Mabel Walker Willebrandt
Mabel Walker Willebrandt (May 23, 1889 – April 6, 1963), popularly known to her contemporaries as the First Lady of Law, was an American lawyer who served as the United States Assistant Attorney General from 1921 to 1929, handling cases concerning violations of the Volstead Act, federal taxation, and the Bureau of Federal Prisons during the Prohibition era. For enforcing the Eighteenth Amendment, the prohibition against the manufacture and sale of alcoholic beverages, she also earned herself a nickname “Prohibition Portia”.[1]
For the American Olympic sprinter, see Mabel Walker (athlete). For the Bahamian suffragist, see Mabel Walker (suffragist).
Mabel Willebrandt
Roger Wilkins (1966)
April 6, 1963
Riverside, California, U.S.
Arthur Willebrandt (1910–1920)
1 (adopted)
Early life and career[edit]
Willebrandt was born Mabel Elizabeth Walker in Woodsdale, Kansas, on May 23, 1889. Her father, David W. Walker, edited a local newspaper. In February 1910, she married Arthur Willebrandt, the principal of the school where she was teaching, and they moved to Phoenix, where he recuperated from tuberculosis while she finished college and supported them on a teacher's salary.[2] She graduated from Tempe Normal School, later Arizona State University, in 1911.

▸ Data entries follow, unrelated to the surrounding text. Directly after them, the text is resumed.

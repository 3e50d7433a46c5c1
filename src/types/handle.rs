// SPDX-License-Identifier: MPL-2.0
// This Source Code Form is subject to the terms of the Mozilla Public
// License, v. 2.0. If a copy of the MPL was not distributed with this
// file, You can obtain one at https://mozilla.org/MPL/2.0/.

//! GATT characteristic handles and the lock PIN.

use std::fmt;

/// A 16-bit GATT attribute handle on the thermostat.
///
/// Characteristic values sit on odd handles spaced two apart, from the
/// clock at `0x001d` up to the lock at `0x0047`.
///
/// # Examples
///
/// ```
/// use xavax_lib::types::Handle;
///
/// assert_eq!(Handle::TEMPS.value(), 0x003f);
/// assert_eq!(Handle::program(1), Some(Handle::new(0x0021)));
/// assert_eq!(Handle::schedule(8), None);
/// assert_eq!(Handle::LOCK.to_string(), "0x0047");
/// ```
#[derive(
    Debug, Clone, Copy, PartialEq, Eq, PartialOrd, Ord, Hash, serde::Serialize, serde::Deserialize,
)]
pub struct Handle(u16);

impl Handle {
    /// Device clock, `[minute, hour, day, month, year - 2000]`.
    pub const CLOCK: Self = Self(0x001d);
    /// First of the seven day-program records.
    pub const PROGRAMS: Self = Self(0x001f);
    /// First of the eight schedule records.
    pub const SCHEDULE: Self = Self(0x002d);
    /// Mode flags and valve state, `[flags, state, reserved]`.
    pub const MODE: Self = Self(0x003d);
    /// Temperature record, seven bytes.
    pub const TEMPS: Self = Self(0x003f);
    /// Battery percentage.
    pub const BATTERY: Self = Self(0x0041);
    /// Firmware version string, read-only.
    pub const FIRMWARE: Self = Self(0x0043);
    /// Display timing, `[idle off seconds, on remaining]`.
    pub const DISPLAY: Self = Self(0x0045);
    /// Lock PIN, write-only.
    pub const LOCK: Self = Self(0x0047);

    /// Number of day-program records.
    pub const PROGRAM_COUNT: u8 = 7;
    /// Number of schedule records.
    pub const SCHEDULE_COUNT: u8 = 8;

    /// Creates a handle from its raw value.
    #[must_use]
    pub const fn new(value: u16) -> Self {
        Self(value)
    }

    /// Returns the handle of day-program record `index` (0-6).
    #[must_use]
    #[allow(clippy::cast_lossless)]
    pub const fn program(index: u8) -> Option<Self> {
        if index < Self::PROGRAM_COUNT {
            Some(Self(Self::PROGRAMS.0 + 2 * index as u16))
        } else {
            None
        }
    }

    /// Returns the handle of schedule record `index` (0-7).
    #[must_use]
    #[allow(clippy::cast_lossless)]
    pub const fn schedule(index: u8) -> Option<Self> {
        if index < Self::SCHEDULE_COUNT {
            Some(Self(Self::SCHEDULE.0 + 2 * index as u16))
        } else {
            None
        }
    }

    /// Returns every readable handle, clock through display timing.
    pub fn readable() -> impl Iterator<Item = Self> {
        (Self::CLOCK.0..Self::LOCK.0).step_by(2).map(Self)
    }

    /// Returns the raw handle value.
    #[must_use]
    pub const fn value(&self) -> u16 {
        self.0
    }
}

impl fmt::Display for Handle {
    fn fmt(&self, f: &mut fmt::Formatter<'_>) -> fmt::Result {
        write!(f, "{:#06x}", self.0)
    }
}

impl From<Handle> for u16 {
    fn from(handle: Handle) -> Self {
        handle.0
    }
}

/// Four-byte PIN written to the lock characteristic.
#[derive(Clone, Copy, PartialEq, Eq, Hash, Default)]
pub struct Pin([u8; 4]);

impl Pin {
    /// Factory PIN, all zeroes.
    pub const DEFAULT: Self = Self([0; 4]);

    /// Creates a PIN from its wire bytes.
    #[must_use]
    pub const fn new(bytes: [u8; 4]) -> Self {
        Self(bytes)
    }

    /// Returns the wire bytes.
    #[must_use]
    pub const fn bytes(&self) -> [u8; 4] {
        self.0
    }
}

impl fmt::Debug for Pin {
    fn fmt(&self, f: &mut fmt::Formatter<'_>) -> fmt::Result {
        f.write_str("Pin(****)")
    }
}
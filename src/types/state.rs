// SPDX-License-Identifier: MPL-2.0
// This Source Code Form is subject to the terms of the Mozilla Public
// License, v. 2.0. If a copy of the MPL was not distributed with this
// file, You can obtain one at https://mozilla.org/MPL/2.0/.

//! Valve state codes.
//!
//! The second byte of the mode/state record (and byte 4 of the
//! advertisement) carries the valve state in its low bits. Bit 3 is the
//! low-battery indicator; the upper nibble is set while the device waits
//! for its date to be entered after first power-on.

use std::fmt;

/// Mask applied to advertised state bytes.
pub const ADVERTISED_STATE_MASK: u8 = 0x07;

/// Mask applied to state bytes read over a connection.
pub const CONNECTED_STATE_MASK: u8 = 0x0F;

/// Bit 3 of the state byte.
pub const LOW_BATTERY_BIT: u8 = 1 << 3;

/// Raw state byte meaning "not reported".
pub const STATE_NOT_AVAILABLE: u8 = 0xFF;

/// What the valve motor is currently doing.
///
/// # Examples
///
/// ```
/// use xavax_lib::types::StateCode;
///
/// assert_eq!(StateCode::from_advertised(0x00), StateCode::Idle);
/// assert_eq!(StateCode::from_advertised(0x0e), StateCode::Adapting);
/// assert_eq!(StateCode::from_advertised(0x02), StateCode::Unknown(2));
/// ```
#[derive(Debug, Clone, Copy, PartialEq, Eq, Hash, serde::Serialize, serde::Deserialize)]
pub enum StateCode {
    /// Valve is at rest; its position reflects the set-point.
    Idle,
    /// Valve motor is moving.
    Moving,
    /// The device reports an error.
    Error,
    /// Valve travel calibration in progress.
    Adapting,
    /// Installation mode (pin retracted).
    Installing,
    /// A code with no known meaning, kept as its masked value.
    Unknown(u8),
}

impl StateCode {
    /// Decodes an already-masked state value.
    #[must_use]
    pub const fn from_code(code: u8) -> Self {
        match code {
            0 => Self::Idle,
            1 => Self::Moving,
            3 => Self::Error,
            6 => Self::Adapting,
            7 => Self::Installing,
            other => Self::Unknown(other),
        }
    }

    /// Decodes a state byte from an advertisement (low 3 bits).
    #[must_use]
    pub const fn from_advertised(raw: u8) -> Self {
        Self::from_code(raw & ADVERTISED_STATE_MASK)
    }

    /// Decodes a state byte read over a connection (low 4 bits).
    #[must_use]
    pub const fn from_connected(raw: u8) -> Self {
        Self::from_code(raw & CONNECTED_STATE_MASK)
    }

    /// Returns the masked numeric code.
    #[must_use]
    pub const fn code(&self) -> u8 {
        match self {
            Self::Idle => 0,
            Self::Moving => 1,
            Self::Error => 3,
            Self::Adapting => 6,
            Self::Installing => 7,
            Self::Unknown(code) => *code,
        }
    }

    /// Returns the four-character display name, if the code is known.
    #[must_use]
    pub const fn name(&self) -> Option<&'static str> {
        match self {
            Self::Idle => Some("idle"),
            Self::Moving => Some("move"),
            Self::Error => Some("ERR!"),
            Self::Adapting => Some("adap"),
            Self::Installing => Some("INST"),
            Self::Unknown(_) => None,
        }
    }

    /// Returns `true` if the valve is at rest.
    #[must_use]
    pub const fn is_idle(&self) -> bool {
        matches!(self, Self::Idle)
    }
}

impl fmt::Display for StateCode {
    fn fmt(&self, f: &mut fmt::Formatter<'_>) -> fmt::Result {
        match self.name() {
            Some(name) => f.write_str(name),
            None => write!(f, "?({:#x})", self.code()),
        }
    }
}

/// Formats a raw advertised state byte for display.
///
/// # Examples
///
/// ```
/// use xavax_lib::types::state_label;
///
/// assert_eq!(state_label(0xff), "n/a");
/// assert_eq!(state_label(0x06), "adap");
/// assert_eq!(state_label(0x02), "?(0x2)");
/// ```
#[must_use]
pub fn state_label(raw: u8) -> String {
    if raw == STATE_NOT_AVAILABLE {
        return "n/a".to_string();
    }
    StateCode::from_advertised(raw).to_string()
}
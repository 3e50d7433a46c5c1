// SPDX-License-Identifier: MPL-2.0
// This Source Code Form is subject to the terms of the Mozilla Public
// License, v. 2.0. If a copy of the MPL was not distributed with this
// file, You can obtain one at https://mozilla.org/MPL/2.0/.

//! BLE transport capabilities.
//!
//! The library does not talk to a radio itself. Embedders implement
//! [`BleHost`] and [`GattLink`] over their BLE stack (`btleplug`, `BlueZ`
//! D-Bus, an ESP32 host, ...) and feed scan results in as
//! [`DiscoveryEvent`]s. Scan duration, timeouts and retries are the
//! transport's business.

use crate::error::TransportError;
use crate::types::Handle;

/// Whether a characteristic write waits for the device's acknowledgement.
#[derive(Debug, Clone, Copy, PartialEq, Eq, Hash, Default)]
pub enum WriteType {
    /// ATT Write Request; the device confirms the write.
    WithResponse,
    /// ATT Write Command; fire and forget.
    #[default]
    WithoutResponse,
}

/// An open connection to one device.
#[allow(async_fn_in_trait)]
pub trait GattLink {
    /// Reads the value of a characteristic.
    ///
    /// # Errors
    ///
    /// Returns `TransportError::ReadFailed` if the read fails.
    async fn read(&self, handle: Handle) -> Result<Vec<u8>, TransportError>;

    /// Writes the value of a characteristic.
    ///
    /// # Errors
    ///
    /// Returns `TransportError::WriteFailed` if the write fails.
    async fn write(
        &self,
        handle: Handle,
        data: &[u8],
        write_type: WriteType,
    ) -> Result<(), TransportError>;
}

/// A BLE adapter able to connect to devices by address.
#[allow(async_fn_in_trait)]
pub trait BleHost {
    /// The connection type produced by [`connect`](Self::connect).
    type Link: GattLink;

    /// Connects to the device with the given address.
    ///
    /// # Errors
    ///
    /// Returns `TransportError::ConnectionFailed` if the device cannot be
    /// reached.
    async fn connect(&self, address: &str) -> Result<Self::Link, TransportError>;

    /// Closes a connection.
    ///
    /// # Errors
    ///
    /// Returns `TransportError::DisconnectFailed` if the adapter reports an
    /// error while disconnecting.
    async fn disconnect(&self, link: Self::Link) -> Result<(), TransportError>;
}

/// One advertisement seen during a scan.
#[derive(Debug, Clone, PartialEq, Eq)]
pub struct DiscoveryEvent {
    /// Device address, e.g. `"00:1a:22:0c:aa:bb"`.
    pub address: String,
    /// Advertised 128-bit service UUID in string form.
    pub service_uuid: String,
    /// Manufacturer-specific data (AD type `0xFF`) without the length and
    /// type bytes.
    pub manufacturer_data: Vec<u8>,
}

impl DiscoveryEvent {
    /// Creates a discovery event.
    #[must_use]
    pub fn new(
        address: impl Into<String>,
        service_uuid: impl Into<String>,
        manufacturer_data: impl Into<Vec<u8>>,
    ) -> Self {
        Self {
            address: address.into(),
            service_uuid: service_uuid.into(),
            manufacturer_data: manufacturer_data.into(),
        }
    }
}
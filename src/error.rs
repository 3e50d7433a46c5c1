// SPDX-License-Identifier: MPL-2.0
// This Source Code Form is subject to the terms of the Mozilla Public
// License, v. 2.0. If a copy of the MPL was not distributed with this
// file, You can obtain one at https://mozilla.org/MPL/2.0/.

//! Error types for the `xavax_lib` library.
//!
//! This module provides the error hierarchy used across the library: value
//! validation, BLE transport failures, malformed characteristic records and
//! device policy loading.
//!
//! Unknown enumerations (an unrecognized state code, a sentinel temperature
//! or battery byte) are never errors. They decode to explicit "absent" or
//! "unknown" values instead.

use thiserror::Error;

use crate::types::Handle;

/// The main error type for this library.
#[derive(Debug, Error)]
pub enum Error {
    /// Error occurred during value validation.
    #[error("value error: {0}")]
    Value(#[from] ValueError),

    /// Error occurred in the BLE transport.
    #[error("transport error: {0}")]
    Transport(#[from] TransportError),

    /// The device returned a record that cannot be decoded.
    #[error("codec error: {0}")]
    Codec(#[from] CodecError),

    /// Error occurred while loading the device policy.
    #[error("policy error: {0}")]
    Policy(#[from] PolicyError),
}

/// Errors related to value validation and constraints.
#[derive(Debug, Error, Clone, PartialEq)]
pub enum ValueError {
    /// A temperature cannot be represented in the device's half-degree byte.
    #[error("temperature {celsius} °C cannot be encoded")]
    TemperatureOutOfRange {
        /// The rejected temperature.
        celsius: f32,
    },

    /// The device clock only stores years 2000 through 2255.
    #[error("year {0} is out of range [2000, 2255]")]
    YearOutOfRange(i32),

    /// A battery percentage above 100.
    #[error("battery level {0} is out of range [0, 100]")]
    InvalidBatteryLevel(u8),
}

/// Errors reported by a [`BleHost`](crate::transport::BleHost) implementation.
#[derive(Debug, Error, Clone, PartialEq, Eq)]
pub enum TransportError {
    /// Connecting to the device failed.
    #[error("connection to {address} failed: {message}")]
    ConnectionFailed {
        /// Device address.
        address: String,
        /// Transport-specific description.
        message: String,
    },

    /// Reading a characteristic failed.
    #[error("read of {handle} failed: {message}")]
    ReadFailed {
        /// The characteristic handle.
        handle: Handle,
        /// Transport-specific description.
        message: String,
    },

    /// Writing a characteristic failed.
    #[error("write of {handle} failed: {message}")]
    WriteFailed {
        /// The characteristic handle.
        handle: Handle,
        /// Transport-specific description.
        message: String,
    },

    /// Disconnecting from the device failed.
    #[error("disconnect from {address} failed: {message}")]
    DisconnectFailed {
        /// Device address.
        address: String,
        /// Transport-specific description.
        message: String,
    },
}

/// Errors related to malformed records received from a device.
#[derive(Debug, Error, Clone, PartialEq, Eq)]
pub enum CodecError {
    /// A record did not have its documented fixed length.
    #[error("{record} record has {actual} bytes, expected {expected}")]
    UnexpectedLength {
        /// Which record was being decoded.
        record: &'static str,
        /// The documented length.
        expected: usize,
        /// The length actually received.
        actual: usize,
    },
}

/// Errors related to loading a device policy file.
#[derive(Debug, Error)]
pub enum PolicyError {
    /// The policy file could not be read.
    #[error("failed to read policy file: {0}")]
    Io(#[from] std::io::Error),

    /// The policy file is not valid JSON of the expected shape.
    #[error("invalid policy JSON: {0}")]
    Json(#[from] serde_json::Error),
}

/// A specialized Result type for this library.
pub type Result<T> = std::result::Result<T, Error>;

In 1912, the Willebrandts moved to Los Angeles, where she taught elementary school and attended night classes at the law school of the University of Southern California. She received her law degree from the University of Southern California in 1916 and an LL.M. a year later.[3] During her time at USC, she was a member of Phi Delta Delta legal sorority. The Willebrandts separated in 1916 and divorced in 1924.[2]
During her last semester of law school, Willebrandt began doing pro bono work in the police courts while still teaching full-time. Ultimately, she argued two thousand cases as the city's first female public defender for women in Los Angeles, handling mostly cases of prostitution. She acted as counsel on more than 2,000 cases.[4] Her efforts led courts to permit the testimony of both men and women. She also campaigned successfully for the enactment of a revised community property statute at the state level.[5] After graduating, she opened a practice in downtown Los Angeles with Fred Horowitz, who later built the Chateau Marmont.
During World War I, Willebrandt served as head of the Legal Advisory Board for conscription cases in Los Angeles. In 1921, at age 32, her law school professor and mentor Frank Doherty, as well as Senator Hiram Johnson and all the judges in southern California, recommended her for the post of Assistant Attorney General in the Warren G. Harding administration.[2]
Later years[edit]
Willebrandt expected to be rewarded for her political loyalty by being appointed U.S. attorney general. But when Hoover passed her over, Willebrandt resigned her post in 1929. She returned to private practice and had offices in Washington D.C. and Los Angeles.[5] She also represented California based Fruit Industries who made Vine-Glo, a grape concentrate product that she had previously ruled legal as assistant attorney general despite it carrying a warning telling people how to make wine from it. This conflict of interest provoked the government to behave more aggressively towards concentrate products during Prohibition.[10]
In 1950, Willebrandt served as counsel to the Screen Directors Guild during a labor hearing.[5] She pioneered the fields of aviation and radio law and became an expert in federal regulations and taxes. Willebrandt represented major industries, including Metro-Goldwyn-Mayer, the Screen Directors Guild of America, Aviation Corp. of America, and California Fruit Industries, a major producer of table wine. She defended Louis B. Mayer before the IRS and represented celebrities such as Jean Harlow, Clark Gable, and Jeanette MacDonald.[11]
Willebrandt was the first woman to chair a committee of the ABA, heading its committee on aeronautical law.[5] She also got her pilot's license and promoted air travel with Amelia Earhart, a fellow member of the Aeronautical Chamber of Commerce.[11] She also held several honorary doctorates.[5]
After promoting anti-Catholic beliefs, particularly against Democratic candidate Al Smith, who was Catholic, in the 1928 U.S. presidential election, Willebrandt later in life became a Catholic.[12]
Willebrandt died of lung cancer in Riverside, California, on April 6, 1963.[5] She was survived by her adopted daughter, Dorothy Rae.[3] Her lifelong friend, Judge John J. Sirica, who would later preside over the Watergate case, said of her, "If Mabel had worn trousers, she could have been president."[11]